Postby dagon » Wed Sep 25, 2013 1:05 pm

What my perception of what the OP was saying is that there have been significant negative impacts on Asian people through the denigration of the cultures and Buddhism as part of the dis-empowerment process that was such a feature of colonialism. Furthermore that we should recognize these facts and reflect on them in what we say when we are finger waving at events in ‘traditionally Buddhist countries’. If we are brave (or stupid) enough to try and judge other people in other culture we should do so on all the facts – not just those that are convenient and acceptable to us.

In my view decolonization has been a blessing for those in the west because it has seen the erosion of many of the views of the past – liberating us to see the Dhamma with less dust in our eyes. The reality for many other peoples is that they still have to struggle with the legacy of the colonial past in the present.

There is no racial difference in Buddhism. Racism and Buddhism are mutually exclusive in that Buddhism is about truth, knowledge and understanding whereas racism is based on ignorance, belief is self. Truth cannot have ethnic or geographical boundaries and the same can be said of non-truth and ignorance.

Personally I find the terms Asian and western Buddhism somewhat perplexing and not useful. My belief is that the Buddha taught the truths that he discovered through his enlightenment – truths that are not limited by any direction or time. The only thing that I can perceive as being a difference is the so called secular Buddhism – nice that some are taking on some of what The Buddha taught but I don’t believe that it fulfills my needs to end my suffering.

To try and hold to account any group to what has happened in the past requires a belief in permanence. But this does not preclude the inter-generational effect of what has happened in the past (as I know too well from my interaction with the Aboriginal communities). If the body gets struck it hurts, if you touch the same spot even lightly afterwards it hurts, if you go to touch it again the pain response sets in even before contact.

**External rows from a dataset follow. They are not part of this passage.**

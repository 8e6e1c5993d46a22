#[derive(Debug, Clone)]
pub struct Config {
    pub app_name: &'static str,
    pub app_version: &'static str,

    // 音频配置
    pub capture_device: &'static str,
    pub playback_device: &'static str,
    pub sample_rate: u32,
    pub channels: u32,
    pub frame_size: usize,

    // 降噪引擎配置
    pub suppression_engine: &'static str,
    pub suppression_search_paths: Vec<String>,

    // 通知队列配置
    pub queue_capacity: usize,
    pub notify_interval_ms: u64,

    // 远程控制通道配置
    pub remote_local_ip: &'static str,
    pub remote_local_port: u16,
    pub remote_remote_ip: &'static str,
    pub remote_remote_port: u16,
    pub remote_buffer_size: usize,

    pub mixer_card: &'static str,

    pub battery_capacity_path: &'static str,
    pub battery_poll_secs: u64,

    pub stats_report_secs: u64,
}

impl Config {
    /// 从编译时设置的环境变量创建配置
    /// 所有参数都在编译时从 config.toml 中读取
    pub fn new() -> Result<Self, &'static str> {
        Ok(Self {
            app_name: env!("APP_NAME"),
            app_version: env!("APP_VERSION"),

            capture_device: env!("AUDIO_CAPTURE_DEVICE"),
            playback_device: env!("AUDIO_PLAYBACK_DEVICE"),
            sample_rate: env!("AUDIO_SAMPLE_RATE").parse()
                .map_err(|_| "Failed to parse AUDIO_SAMPLE_RATE")?,
            channels: env!("AUDIO_CHANNELS").parse()
                .map_err(|_| "Failed to parse AUDIO_CHANNELS")?,
            frame_size: env!("AUDIO_FRAME_SIZE").parse()
                .map_err(|_| "Failed to parse AUDIO_FRAME_SIZE")?,

            suppression_engine: env!("SUPPRESSION_ENGINE"),
            suppression_search_paths: split_search_paths(env!("SUPPRESSION_SEARCH_PATHS")),

            queue_capacity: env!("DELIVERY_QUEUE_CAPACITY").parse()
                .map_err(|_| "Failed to parse DELIVERY_QUEUE_CAPACITY")?,
            notify_interval_ms: parse_period(
                env!("DELIVERY_NOTIFY_INTERVAL_MS"),
                "Failed to parse DELIVERY_NOTIFY_INTERVAL_MS (must be > 0)",
            )?,

            remote_local_ip: env!("REMOTE_LOCAL_IP"),
            remote_local_port: env!("REMOTE_LOCAL_PORT").parse()
                .map_err(|_| "Failed to parse REMOTE_LOCAL_PORT")?,
            remote_remote_ip: env!("REMOTE_REMOTE_IP"),
            remote_remote_port: env!("REMOTE_REMOTE_PORT").parse()
                .map_err(|_| "Failed to parse REMOTE_REMOTE_PORT")?,
            remote_buffer_size: env!("REMOTE_BUFFER_SIZE").parse()
                .map_err(|_| "Failed to parse REMOTE_BUFFER_SIZE")?,

            mixer_card: env!("MIXER_CARD"),

            battery_capacity_path: env!("BATTERY_CAPACITY_PATH"),
            battery_poll_secs: parse_period(
                env!("BATTERY_POLL_SECS"),
                "Failed to parse BATTERY_POLL_SECS (must be > 0)",
            )?,

            stats_report_secs: parse_period(
                env!("STATS_REPORT_SECS"),
                "Failed to parse STATS_REPORT_SECS (must be > 0)",
            )?,
        })
    }
}

/// Timer periods. tokio intervals panic on zero.
fn parse_period(raw: &str, err: &'static str) -> Result<u64, &'static str> {
    match raw.trim().parse::<u64>() {
        Ok(v) if v > 0 => Ok(v),
        _ => Err(err),
    }
}

/// Split the ':'-joined search path list and expand a leading `~`.
fn split_search_paths(joined: &str) -> Vec<String> {
    joined
        .split(':')
        .filter(|p| !p.is_empty())
        .map(expand_home)
        .collect()
}

fn expand_home(path: &str) -> String {
    match (path.strip_prefix("~/"), dirs::home_dir()) {
        (Some(rest), Some(home)) => home.join(rest).to_string_lossy().into_owned(),
        _ => path.to_string(),
    }
}
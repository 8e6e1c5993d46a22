//! Hardware audio backend seam.

use anyhow::Result;

/// Shape of the duplex stream, fixed when the pipeline starts.
#[derive(Debug, Clone)]
pub struct StreamParams {
    pub capture_device: String,
    pub playback_device: String,
    pub sample_rate: u32,
    pub channels: u32,
    /// Samples per channel per tick.
    pub frame_size: usize,
}

impl StreamParams {
    /// Interleaved samples per tick.
    pub fn tick_samples(&self) -> usize {
        self.frame_size * self.channels as usize
    }
}

/// Opens duplex streams. Failure to open is fatal to the pipeline.
pub trait AudioBackend: Send + Sync {
    fn open(&self, params: &StreamParams) -> Result<Box<dyn DuplexStream>>;
}

/// An open capture+playback stream. `read` blocks for at most one period
/// and paces the pipeline; dropping the stream closes the device. Streams
/// are opened and dropped on the audio thread.
pub trait DuplexStream {
    /// Fill `buf` with interleaved normalized samples. Returns the number of
    /// samples per channel captured; `Ok(0)` means nothing this period.
    fn read(&mut self, buf: &mut [f32]) -> Result<usize>;

    /// Play interleaved normalized samples.
    fn write(&mut self, buf: &[f32]) -> Result<()>;
}
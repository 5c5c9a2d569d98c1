use std::fmt::{self, Display, Formatter};
use std::io;

#[derive(Debug, Clone, PartialEq)]
pub enum GameError {
    /// No free cell is left for the apple.
    GridFull { width: u16, height: u16 },
}

impl Display for GameError {
    fn fmt(&self, f: &mut Formatter<'_>) -> fmt::Result {
        match self {
            GameError::GridFull { width, height } => {
                write!(f, "no free cell left on the {}x{} grid", width, height)
            }
        }
    }
}

impl std::error::Error for GameError {}

impl From<GameError> for io::Error {
    fn from(e: GameError) -> Self {
        io::Error::other(e)
    }
}

pub type Result<T = ()> = std::result::Result<T, GameError>;
mod apple;
mod clock;
mod config;
mod error;
mod grid;
mod haus;
mod input;
mod render;
mod snek;

use clap::{error::ErrorKind, CommandFactory, Parser};
use clock::TickClock;
use config::{Args, GameConfig};
use crossterm::{
    execute,
    terminal::{disable_raw_mode, enable_raw_mode, EnterAlternateScreen, LeaveAlternateScreen},
};
use haus::{SnekHaus, StepResult};
use log::{error, info, warn};
use rand::rngs::StdRng;
use rand::{Rng, SeedableRng};
use ratatui::prelude::*;
use simplelog::{Config, WriteLogger};
use std::fs::File;
use std::io;

fn main() -> Result<(), io::Error> {
    let config = match GameConfig::try_from(Args::parse()) {
        Ok(config) => config,
        Err(e) => Args::command().error(ErrorKind::ValueValidation, e).exit(),
    };

    // Set up logging before anything else
    WriteLogger::init(
        config.log_level,
        Config::default(),
        File::create(&config.log_file)?,
    )
    .map_err(io::Error::other)?;

    let mut clock = TickClock::new(config.tick_period);
    info!(
        "Starting snektorus on a {}x{} grid, {:?} per tick",
        config.grid.width,
        config.grid.height,
        clock.period()
    );

    let rng = match config.seed {
        Some(seed) => {
            info!("Using seed {}", seed);
            StdRng::seed_from_u64(seed)
        }
        None => StdRng::from_entropy(),
    };
    let mut haus = SnekHaus::new(config.grid, rng)?;

    // Setup terminal
    enable_raw_mode()?;
    let mut stdout = io::stdout();
    execute!(stdout, EnterAlternateScreen)?;
    let backend = CrosstermBackend::new(stdout);
    let mut terminal = Terminal::new(backend)?;

    let wanted = render::frame_size(haus.grid());
    let available = terminal.size()?;
    if available.width < wanted.width || available.height < wanted.height {
        warn!(
            "Terminal is {}x{} but the board needs {}x{}, it will be clipped",
            available.width, available.height, wanted.width, wanted.height
        );
    }

    let result = run(&mut terminal, &mut haus, &mut clock);

    // Cleanup terminal
    disable_raw_mode()?;
    execute!(terminal.backend_mut(), LeaveAlternateScreen)?;
    terminal.show_cursor()?;

    match &result {
        Ok(()) => info!(
            "Finished after {} ticks, {} apples eaten, {} resets",
            haus.ticks(),
            haus.apples_eaten(),
            haus.resets()
        ),
        Err(e) => error!("Game loop failed: {}", e),
    }
    result
}

fn run<B: Backend, R: Rng>(
    terminal: &mut Terminal<B>,
    haus: &mut SnekHaus<R>,
    clock: &mut TickClock,
) -> io::Result<()> {
    terminal.draw(|f| render::draw(f, haus))?;

    loop {
        let commands = input::drain_until(clock.deadline())?;
        clock.advance();

        match haus.tick(commands)? {
            StepResult::Quit => return Ok(()),
            // Wipe the whole board, not just the vacated cell
            StepResult::Collision => terminal.clear()?,
            StepResult::Nommed(_) | StepResult::Ongoing => {}
        }

        terminal.draw(|f| render::draw(f, haus))?;
    }
}
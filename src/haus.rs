use crate::apple::Apple;
use crate::error::Result;
use crate::grid::{Direction, Grid, Pos};
use crate::snek::Snek;
use log::{debug, info};
use rand::Rng;
use std::collections::HashSet;

#[derive(Clone, Copy, Debug, PartialEq)]
pub enum Command {
    Turn(Direction),
    Quit,
}

#[derive(Debug, PartialEq)]
pub enum StepResult {
    Ongoing,        // Normal movement, no special events
    Nommed(usize),  // Ate the apple, with the new length
    Collision,      // Hit self, snake was reset
    Quit,           // Quit requested, nothing was touched
}

/// Owns the whole game state and advances it one tick at a time.
#[derive(Debug)]
pub struct SnekHaus<R> {
    grid: Grid,
    snek: Snek,
    apple: Apple,
    rng: R,
    ticks: u64,
    apples_eaten: u64,
    resets: u64,
}

impl<R: Rng> SnekHaus<R> {
    pub fn new(grid: Grid, mut rng: R) -> Result<Self> {
        let snek = Snek::new(grid.center());
        let apple = Apple::spawn(&grid, &occupied_by(&snek), &mut rng)?;
        Ok(SnekHaus {
            grid,
            snek,
            apple,
            rng,
            ticks: 0,
            apples_eaten: 0,
            resets: 0,
        })
    }

    pub fn tick(&mut self, commands: impl IntoIterator<Item = Command>) -> Result<StepResult> {
        let mut turns = Vec::new();
        for command in commands {
            match command {
                Command::Turn(direction) => turns.push(direction),
                Command::Quit => {
                    info!("Quit after {} ticks", self.ticks);
                    return Ok(StepResult::Quit);
                }
            }
        }
        for direction in turns {
            self.snek.set_pending_direction(direction);
        }
        if let Some(direction) = self.snek.pending_direction() {
            debug!("Turning {:?} on tick {}", direction, self.ticks + 1);
        }

        self.ticks += 1;
        self.snek.commit_direction();
        self.snek.slither(&self.grid);

        let mut result = StepResult::Ongoing;
        if self.apple.pos() == self.snek.head() {
            self.snek.grow();
            self.apple
                .relocate(&self.grid, &occupied_by(&self.snek), &mut self.rng)?;
            debug_assert!(!self.snek.occupies(self.apple.pos()));
            self.apples_eaten += 1;
            info!(
                "Apple eaten, length now {}, next apple at ({}, {})",
                self.snek.length(),
                self.apple.pos().x,
                self.apple.pos().y
            );
            result = StepResult::Nommed(self.snek.length());
        }

        if self.snek.has_self_collision() {
            info!(
                "Snake hit itself heading {:?} at length {} on tick {}, resetting",
                self.snek.direction(),
                self.snek.length(),
                self.ticks
            );
            self.snek.reset();
            self.resets += 1;
            result = StepResult::Collision;
        }

        Ok(result)
    }
}

impl<R> SnekHaus<R> {
    pub fn grid(&self) -> &Grid {
        &self.grid
    }

    pub fn snek(&self) -> &Snek {
        &self.snek
    }

    pub fn apple(&self) -> &Apple {
        &self.apple
    }

    pub fn vacated(&self) -> Option<Pos> {
        self.snek.vacated()
    }

    pub fn ticks(&self) -> u64 {
        self.ticks
    }

    pub fn apples_eaten(&self) -> u64 {
        self.apples_eaten
    }

    pub fn resets(&self) -> u64 {
        self.resets
    }
}

fn occupied_by(snek: &Snek) -> HashSet<Pos> {
    snek.body().iter().copied().collect()
}
use crate::grid::Direction;
use crate::haus::Command;
use crossterm::event::{self, Event, KeyCode, KeyEvent, KeyEventKind, KeyModifiers};
use log::debug;
use std::io;
use std::time::Instant;

pub fn command_for(key: KeyEvent) -> Option<Command> {
    if key.kind != KeyEventKind::Press {
        return None;
    }

    let command = match key.code {
        KeyCode::Char('c') if key.modifiers.contains(KeyModifiers::CONTROL) => Command::Quit,
        KeyCode::Char('q') | KeyCode::Esc => Command::Quit,
        KeyCode::Up | KeyCode::Char('w') => Command::Turn(Direction::Up),
        KeyCode::Down | KeyCode::Char('s') => Command::Turn(Direction::Down),
        KeyCode::Left | KeyCode::Char('a') => Command::Turn(Direction::Left),
        KeyCode::Right | KeyCode::Char('d') => Command::Turn(Direction::Right),
        _ => return None,
    };
    Some(command)
}

/// Collects commands from the terminal until `deadline`. Stops early on quit.
pub fn drain_until(deadline: Instant) -> io::Result<Vec<Command>> {
    let mut commands = Vec::new();
    while event::poll(deadline.saturating_duration_since(Instant::now()))? {
        if let Event::Key(key) = event::read()? {
            if let Some(command) = command_for(key) {
                debug!("Input {:?}", command);
                commands.push(command);
                if command == Command::Quit {
                    break;
                }
            }
        }
    }
    Ok(commands)
}
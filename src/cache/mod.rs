//! Cache Module
//!
//! Provides the in-memory value store and the content entities it holds.

mod content;
mod store;


// Re-export public types
pub use content::{content_types_from, Content};
pub use store::{KeyValueStore, LockedStore, ShardedStore};
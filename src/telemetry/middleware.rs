//! Instrumentation Middleware
//!
//! Outermost stage of the request pipeline. Measures bytes in, bytes out,
//! status and time for every request, including ones rejected further in.

use std::sync::atomic::{AtomicU64, Ordering};
use std::sync::Arc;
use std::time::{Duration, Instant};

use axum::{
    body::Body,
    extract::{Request, State},
    http::{Method, StatusCode, Version},
    middleware::Next,
    response::Response,
};
use tracing::debug;

use super::access_log::{AccessLog, AccessRecord};
use super::body::CountingBody;

/// Instruments one request.
///
/// The request body is wrapped so bytes are counted as handlers drain it.
/// Status and elapsed time are captured when the inner pipeline returns;
/// the record itself is written once the response body has been sent (or
/// abandoned), so the byte count for the response is final.
pub async fn instrument(
    State(log): State<Arc<dyn AccessLog>>,
    request: Request,
    next: Next,
) -> Response {
    let started = Instant::now();
    let method = request.method().clone();
    let path = request.uri().to_string();
    let version = request.version();

    let bytes_read = Arc::new(AtomicU64::new(0));
    let request = request.map(|body| Body::new(CountingBody::new(body, bytes_read.clone())));

    let response = next.run(request).await;

    let bytes_written = Arc::new(AtomicU64::new(0));
    let pending = PendingRecord {
        method,
        path,
        version,
        status: response.status(),
        elapsed: started.elapsed(),
        bytes_read,
        bytes_written: bytes_written.clone(),
        log,
    };

    response.map(|body| Body::new(CountingBody::new(body, bytes_written).on_finish(pending)))
}

// == Pending Record ==
/// Everything known about a request except the final byte counts, which
/// are read when this value is dropped.
struct PendingRecord {
    method: Method,
    path: String,
    version: Version,
    status: StatusCode,
    elapsed: Duration,
    bytes_read: Arc<AtomicU64>,
    bytes_written: Arc<AtomicU64>,
    log: Arc<dyn AccessLog>,
}

impl Drop for PendingRecord {
    fn drop(&mut self) {
        let record = AccessRecord {
            method: self.method.clone(),
            path: std::mem::take(&mut self.path),
            version: self.version,
            status: self.status,
            bytes_read: self.bytes_read.load(Ordering::Relaxed),
            bytes_written: self.bytes_written.load(Ordering::Relaxed),
            elapsed: self.elapsed,
        };

        if let Err(e) = self.log.record(&record) {
            debug!("Dropped access record: {}", e);
        }
    }
}
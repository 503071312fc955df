//! API Module
//!
//! HTTP handlers and routing for the cache server.
//!
//! # Endpoints
//! - `GET /` - List all keys
//! - `GET /:key` - Fetch stored content
//! - `PUT /:key` - Store content (bearer token required)
//! - `DELETE /:key` - Delete a key (bearer token required)

pub mod handlers;
pub mod routes;

pub use handlers::*;
pub use routes::create_router;
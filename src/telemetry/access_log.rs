//! Access Log Module
//!
//! The per-request record emitted by the instrumentation stage and the sinks
//! it can be written to.

use std::time::Duration;

use axum::http::{Method, StatusCode, Version};
use parking_lot::Mutex;
use tracing::info;

/// Tracing target for access records.
pub const ACCESS_TARGET: &str = "kvcache::access";

// == Access Record ==
/// One completed request as seen by the instrumentation stage.
#[derive(Debug, Clone, PartialEq, Eq)]
pub struct AccessRecord {
    pub method: Method,
    /// Request target, including any query string
    pub path: String,
    pub version: Version,
    pub status: StatusCode,
    /// Request body bytes actually consumed downstream
    pub bytes_read: u64,
    /// Response body bytes handed to the connection
    pub bytes_written: u64,
    /// Time spent inside the wrapped pipeline
    pub elapsed: Duration,
}

// == Access Log ==
/// Destination for access records.
///
/// Errors are reported to the caller for diagnostics only; the pipeline never
/// lets a failed write affect a response.
pub trait AccessLog: Send + Sync {
    fn record(&self, record: &AccessRecord) -> anyhow::Result<()>;
}

/// Writes each record as a structured `tracing` event.
#[derive(Debug, Default, Clone, Copy)]
pub struct TracingAccessLog;

impl AccessLog for TracingAccessLog {
    fn record(&self, record: &AccessRecord) -> anyhow::Result<()> {
        info!(
            target: ACCESS_TARGET,
            method = %record.method,
            path = %record.path,
            version = ?record.version,
            status = record.status.as_u16(),
            bytes_read = record.bytes_read,
            bytes_written = record.bytes_written,
            elapsed_ms = record.elapsed.as_secs_f64() * 1000.0,
            "{} {} {:?} {} {} {} {:?}",
            record.method,
            record.path,
            record.version,
            record.status.as_u16(),
            record.bytes_read,
            record.bytes_written,
            record.elapsed,
        );
        Ok(())
    }
}

/// Keeps records in memory, in completion order.
#[derive(Debug, Default)]
pub struct MemoryAccessLog {
    records: Mutex<Vec<AccessRecord>>,
}

impl MemoryAccessLog {
    pub fn new() -> Self {
        Self::default()
    }

    /// Returns a copy of every record received so far.
    pub fn records(&self) -> Vec<AccessRecord> {
        self.records.lock().clone()
    }
}

impl AccessLog for MemoryAccessLog {
    fn record(&self, record: &AccessRecord) -> anyhow::Result<()> {
        self.records.lock().push(record.clone());
        Ok(())
    }
}
//! KV Cache - An in-memory content cache server
//!
//! Stores opaque payloads with their content types under string keys, behind
//! stateless bearer-token authentication and per-request instrumentation.

pub mod api;
pub mod auth;
pub mod cache;
pub mod config;
pub mod error;
pub mod telemetry;

pub use api::{create_router, AppState};
pub use config::Config;
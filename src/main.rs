//! KV Cache - An in-memory content cache server
//!
//! Binary entry point: wires configuration, state and the HTTP listener.

use std::net::SocketAddr;

use anyhow::Context;
use tokio::signal;
use tracing::{info, warn};
use tracing_subscriber::{layer::SubscriberExt, util::SubscriberInitExt};

use kvcache::{create_router, AppState, Config};

/// Main entry point for the cache server.
///
/// # Startup Sequence
/// 1. Initialize tracing subscriber for logging
/// 2. Load configuration from environment variables
/// 3. Create the store, authenticator and access log
/// 4. Create Axum router with the full middleware pipeline
/// 5. Start HTTP server on configured port
/// 6. Handle graceful shutdown on SIGINT/SIGTERM
#[tokio::main]
async fn main() -> anyhow::Result<()> {
    // Defaults to "info" level, can be overridden with RUST_LOG env var
    tracing_subscriber::registry()
        .with(
            tracing_subscriber::EnvFilter::try_from_default_env()
                .unwrap_or_else(|_| "kvcache=info".into()),
        )
        .with(tracing_subscriber::fmt::layer())
        .init();

    info!("Starting KV Cache Server");

    let config = Config::from_env();
    info!("Configuration loaded: port={}", config.server_port);
    if config.secret_generated {
        warn!("AUTH_SECRET is not set, signing tokens with a random key; tokens will not survive a restart");
    }

    let state = AppState::from_config(&config);
    let app = create_router(state);

    let addr = SocketAddr::from(([0, 0, 0, 0], config.server_port));
    let listener = tokio::net::TcpListener::bind(addr)
        .await
        .with_context(|| format!("failed to bind {}", addr))?;
    info!("Server listening on http://{}", addr);

    axum::serve(listener, app)
        .with_graceful_shutdown(shutdown_signal())
        .await
        .context("server error")?;

    info!("Server shutdown complete");
    Ok(())
}

/// Waits for shutdown signal (Ctrl+C or SIGTERM).
async fn shutdown_signal() {
    let ctrl_c = async {
        signal::ctrl_c()
            .await
            .expect("Failed to install Ctrl+C handler");
    };

    #[cfg(unix)]
    let terminate = async {
        signal::unix::signal(signal::unix::SignalKind::terminate())
            .expect("Failed to install SIGTERM handler")
            .recv()
            .await;
    };

    #[cfg(not(unix))]
    let terminate = std::future::pending::<()>();

    tokio::select! {
        _ = ctrl_c => {
            info!("Received Ctrl+C, initiating shutdown...");
        }
        _ = terminate => {
            info!("Received SIGTERM, initiating shutdown...");
        }
    }
}
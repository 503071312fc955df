//! Auth Module
//!
//! Stateless bearer-token authentication for the request pipeline.

mod middleware;
mod token;


pub use middleware::{authenticate, Authenticator, MethodClass, MethodPolicy};
pub use token::{Claims, TokenError, TokenIssuer, TOKEN_VALIDITY_HOURS};
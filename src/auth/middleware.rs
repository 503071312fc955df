//! Authentication Middleware
//!
//! Issues a fresh bearer token on every safe request and demands a valid one
//! on every mutating request.

use std::sync::Arc;

use axum::{
    extract::{Request, State},
    http::{header::AUTHORIZATION, HeaderMap, HeaderValue, Method},
    middleware::Next,
    response::{IntoResponse, Response},
};
use tracing::{debug, error};

use super::token::{Claims, TokenError, TokenIssuer};
use crate::config::AuthSecret;
use crate::error::CacheError;

const BEARER: &str = "Bearer";

// == Method Policy ==
/// Whether a request only reads state or may change it.
#[derive(Debug, Clone, Copy, PartialEq, Eq)]
pub enum MethodClass {
    Safe,
    Mutating,
}

/// Splits request methods into safe and mutating.
///
/// Only the listed safe methods are safe; every other method, including ones
/// this server does not route, is treated as mutating.
#[derive(Debug, Clone)]
pub struct MethodPolicy {
    safe: Vec<Method>,
}

impl MethodPolicy {
    /// Policy with an explicit set of safe methods.
    pub fn with_safe_methods(methods: impl IntoIterator<Item = Method>) -> Self {
        Self {
            safe: methods.into_iter().collect(),
        }
    }

    /// Classifies a request method.
    pub fn classify(&self, method: &Method) -> MethodClass {
        if self.safe.contains(method) {
            MethodClass::Safe
        } else {
            MethodClass::Mutating
        }
    }
}

impl Default for MethodPolicy {
    fn default() -> Self {
        Self::with_safe_methods([Method::GET, Method::HEAD, Method::OPTIONS])
    }
}

// == Authenticator ==
/// Shared state of the authentication stage. Cheap to clone.
#[derive(Debug, Clone)]
pub struct Authenticator {
    inner: Arc<Inner>,
}

#[derive(Debug)]
struct Inner {
    issuer: TokenIssuer,
    policy: MethodPolicy,
}

impl Authenticator {
    /// Creates an authenticator with the default method policy.
    pub fn new(secret: AuthSecret) -> Self {
        Self::with_policy(secret, MethodPolicy::default())
    }

    /// Creates an authenticator with a custom method policy.
    pub fn with_policy(secret: AuthSecret, policy: MethodPolicy) -> Self {
        Self {
            inner: Arc::new(Inner {
                issuer: TokenIssuer::new(secret),
                policy,
            }),
        }
    }

    /// The token issuer backing this authenticator.
    pub fn issuer(&self) -> &TokenIssuer {
        &self.inner.issuer
    }

    /// The method policy in force.
    pub fn policy(&self) -> &MethodPolicy {
        &self.inner.policy
    }

    /// Issues a token and renders it as an `Authorization` header value.
    pub fn issue_header(&self) -> Result<HeaderValue, TokenError> {
        let token = self.inner.issuer.issue()?;
        HeaderValue::from_str(&format!("{} {}", BEARER, token))
            .map_err(|e| TokenError::Signing(e.to_string()))
    }

    /// Checks the first `Authorization` header for a valid bearer token.
    pub fn authorize(&self, headers: &HeaderMap) -> Result<Claims, TokenError> {
        let value = headers
            .get(AUTHORIZATION)
            .ok_or(TokenError::MissingHeader)?
            .to_str()
            .map_err(|_| TokenError::WrongScheme)?;

        let token = value
            .strip_prefix(BEARER)
            .ok_or(TokenError::WrongScheme)?
            .trim();

        self.inner.issuer.validate(token)
    }
}

// == Middleware ==
/// Authentication stage of the request pipeline.
///
/// Safe requests always get a newly signed token appended to the response,
/// whatever the downstream outcome. Mutating requests without a valid token
/// are answered with 401 and never reach the handlers.
pub async fn authenticate(
    State(auth): State<Authenticator>,
    request: Request,
    next: Next,
) -> Response {
    match auth.policy().classify(request.method()) {
        MethodClass::Safe => {
            let header = match auth.issue_header() {
                Ok(header) => header,
                Err(e) => {
                    error!("Failed to issue token: {}", e);
                    return CacheError::from(e).into_response();
                }
            };

            let mut response = next.run(request).await;
            response.headers_mut().append(AUTHORIZATION, header);
            response
        }
        MethodClass::Mutating => match auth.authorize(request.headers()) {
            Ok(_) => next.run(request).await,
            Err(e) => {
                debug!(method = %request.method(), uri = %request.uri(), "Rejected request: {}", e);
                CacheError::from(e).into_response()
            }
        },
    }
}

If we are to be honest then we should acknowledge that there are posts made on DW that clearly touch bruises on the basis of race and culture. These are comments made by a few without proper reflection before, during and afterwards. Such comments are normally made in the context of generalizations about populations from actions of individuals or minorities. The important question is how we should respond to such comments. Clearly we should have love and compassion to both those who make the comments and those affected by the comments. If we ‘belong’ to a group that the comments are directed against we need to develop equanimity so that our own practice does not suffer. While we cannot change the past we should be mindful that our comments may not be skillful or wholesome. While the Buddha clearly taught us that we should not dwell in the past he did clearly teach us that we should reflect appropriately on the past to inform what we do now and in the future.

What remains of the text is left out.